• [What is required] Find and copy the lines in the records beneath this task that contain the word "with".

• [Data records]

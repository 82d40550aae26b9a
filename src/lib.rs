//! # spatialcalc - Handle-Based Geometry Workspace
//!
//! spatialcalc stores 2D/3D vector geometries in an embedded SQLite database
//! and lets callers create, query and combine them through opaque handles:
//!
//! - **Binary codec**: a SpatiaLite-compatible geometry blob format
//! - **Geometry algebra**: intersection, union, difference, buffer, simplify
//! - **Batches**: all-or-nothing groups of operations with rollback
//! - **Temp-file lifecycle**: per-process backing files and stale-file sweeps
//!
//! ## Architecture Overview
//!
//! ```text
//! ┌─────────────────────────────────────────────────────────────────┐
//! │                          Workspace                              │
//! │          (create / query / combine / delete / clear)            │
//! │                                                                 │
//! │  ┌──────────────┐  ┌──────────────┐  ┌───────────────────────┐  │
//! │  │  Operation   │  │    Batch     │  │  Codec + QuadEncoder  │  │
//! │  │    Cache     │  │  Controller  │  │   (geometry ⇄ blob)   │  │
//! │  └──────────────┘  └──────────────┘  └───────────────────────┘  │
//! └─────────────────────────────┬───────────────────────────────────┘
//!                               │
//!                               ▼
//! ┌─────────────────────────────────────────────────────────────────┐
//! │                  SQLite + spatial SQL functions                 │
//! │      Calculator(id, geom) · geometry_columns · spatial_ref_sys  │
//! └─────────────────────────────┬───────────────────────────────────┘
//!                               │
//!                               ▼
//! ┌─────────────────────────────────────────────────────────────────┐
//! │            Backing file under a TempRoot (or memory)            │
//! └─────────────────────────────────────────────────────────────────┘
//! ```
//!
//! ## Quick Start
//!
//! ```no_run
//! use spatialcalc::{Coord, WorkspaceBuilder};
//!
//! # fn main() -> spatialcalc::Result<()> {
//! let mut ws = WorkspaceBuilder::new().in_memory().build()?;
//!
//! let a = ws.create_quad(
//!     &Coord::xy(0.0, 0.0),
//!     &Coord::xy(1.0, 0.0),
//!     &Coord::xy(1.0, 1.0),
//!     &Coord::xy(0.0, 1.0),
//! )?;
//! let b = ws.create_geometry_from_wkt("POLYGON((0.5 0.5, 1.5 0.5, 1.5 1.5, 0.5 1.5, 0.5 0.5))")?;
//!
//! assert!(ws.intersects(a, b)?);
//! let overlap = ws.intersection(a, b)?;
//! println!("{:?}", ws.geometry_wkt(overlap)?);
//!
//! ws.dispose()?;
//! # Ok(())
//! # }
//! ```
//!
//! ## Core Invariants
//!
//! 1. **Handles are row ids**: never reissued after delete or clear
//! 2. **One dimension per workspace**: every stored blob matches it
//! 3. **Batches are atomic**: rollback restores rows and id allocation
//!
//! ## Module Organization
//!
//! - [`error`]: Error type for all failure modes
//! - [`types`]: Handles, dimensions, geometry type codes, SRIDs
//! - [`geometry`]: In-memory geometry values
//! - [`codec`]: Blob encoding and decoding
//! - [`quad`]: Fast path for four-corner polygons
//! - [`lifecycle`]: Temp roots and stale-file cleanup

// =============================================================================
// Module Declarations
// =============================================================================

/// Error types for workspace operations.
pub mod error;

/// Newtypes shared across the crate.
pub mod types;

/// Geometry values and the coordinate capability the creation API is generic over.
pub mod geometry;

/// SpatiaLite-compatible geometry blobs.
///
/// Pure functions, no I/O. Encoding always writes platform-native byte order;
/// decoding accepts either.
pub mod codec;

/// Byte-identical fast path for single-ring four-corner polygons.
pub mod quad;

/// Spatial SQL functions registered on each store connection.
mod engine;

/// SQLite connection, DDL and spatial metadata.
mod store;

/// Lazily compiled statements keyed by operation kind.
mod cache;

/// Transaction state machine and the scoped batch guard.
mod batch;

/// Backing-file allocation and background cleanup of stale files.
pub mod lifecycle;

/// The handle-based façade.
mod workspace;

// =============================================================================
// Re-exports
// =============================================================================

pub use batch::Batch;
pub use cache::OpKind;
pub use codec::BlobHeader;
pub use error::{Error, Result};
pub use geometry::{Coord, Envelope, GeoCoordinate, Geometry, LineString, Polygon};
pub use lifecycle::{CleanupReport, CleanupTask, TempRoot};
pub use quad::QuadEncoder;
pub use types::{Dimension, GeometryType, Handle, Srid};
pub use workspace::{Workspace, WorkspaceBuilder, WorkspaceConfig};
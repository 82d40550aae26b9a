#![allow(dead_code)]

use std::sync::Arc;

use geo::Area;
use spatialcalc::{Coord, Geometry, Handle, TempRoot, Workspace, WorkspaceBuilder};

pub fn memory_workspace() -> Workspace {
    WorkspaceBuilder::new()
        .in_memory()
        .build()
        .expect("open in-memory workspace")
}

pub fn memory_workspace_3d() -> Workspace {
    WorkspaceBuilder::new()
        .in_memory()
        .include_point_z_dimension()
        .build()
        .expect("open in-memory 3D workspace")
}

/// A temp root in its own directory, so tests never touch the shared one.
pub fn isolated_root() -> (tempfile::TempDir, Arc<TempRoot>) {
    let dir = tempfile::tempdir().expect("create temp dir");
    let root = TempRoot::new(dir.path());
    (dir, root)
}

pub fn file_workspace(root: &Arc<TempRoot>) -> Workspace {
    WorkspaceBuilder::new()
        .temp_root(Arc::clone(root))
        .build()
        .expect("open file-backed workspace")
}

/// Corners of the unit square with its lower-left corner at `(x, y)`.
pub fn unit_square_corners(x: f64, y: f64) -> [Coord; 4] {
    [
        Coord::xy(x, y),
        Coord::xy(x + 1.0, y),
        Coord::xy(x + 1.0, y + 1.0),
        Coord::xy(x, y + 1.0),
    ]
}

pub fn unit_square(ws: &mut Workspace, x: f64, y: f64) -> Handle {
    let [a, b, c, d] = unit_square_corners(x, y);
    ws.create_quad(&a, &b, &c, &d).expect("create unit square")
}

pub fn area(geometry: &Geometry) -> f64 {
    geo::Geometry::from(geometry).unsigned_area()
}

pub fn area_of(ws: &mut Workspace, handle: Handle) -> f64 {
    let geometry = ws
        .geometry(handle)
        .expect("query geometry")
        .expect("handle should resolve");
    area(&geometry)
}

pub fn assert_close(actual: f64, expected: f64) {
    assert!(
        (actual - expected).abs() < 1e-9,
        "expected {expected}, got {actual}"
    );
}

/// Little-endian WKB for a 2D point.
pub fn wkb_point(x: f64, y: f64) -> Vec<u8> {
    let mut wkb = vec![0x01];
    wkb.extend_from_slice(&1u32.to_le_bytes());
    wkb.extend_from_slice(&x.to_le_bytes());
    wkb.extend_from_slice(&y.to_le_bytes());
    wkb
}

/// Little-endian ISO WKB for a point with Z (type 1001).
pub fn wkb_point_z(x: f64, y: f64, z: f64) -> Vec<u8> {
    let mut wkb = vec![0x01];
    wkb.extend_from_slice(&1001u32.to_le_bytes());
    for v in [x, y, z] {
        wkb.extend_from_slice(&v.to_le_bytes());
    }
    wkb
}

• [The completed task]
//! - **Batches**: all-or-nothing groups of operations with rollback
/// Corners of the unit square with its lower-left corner at `(x, y)`.
/// Little-endian ISO WKB for a point with Z (type 1001).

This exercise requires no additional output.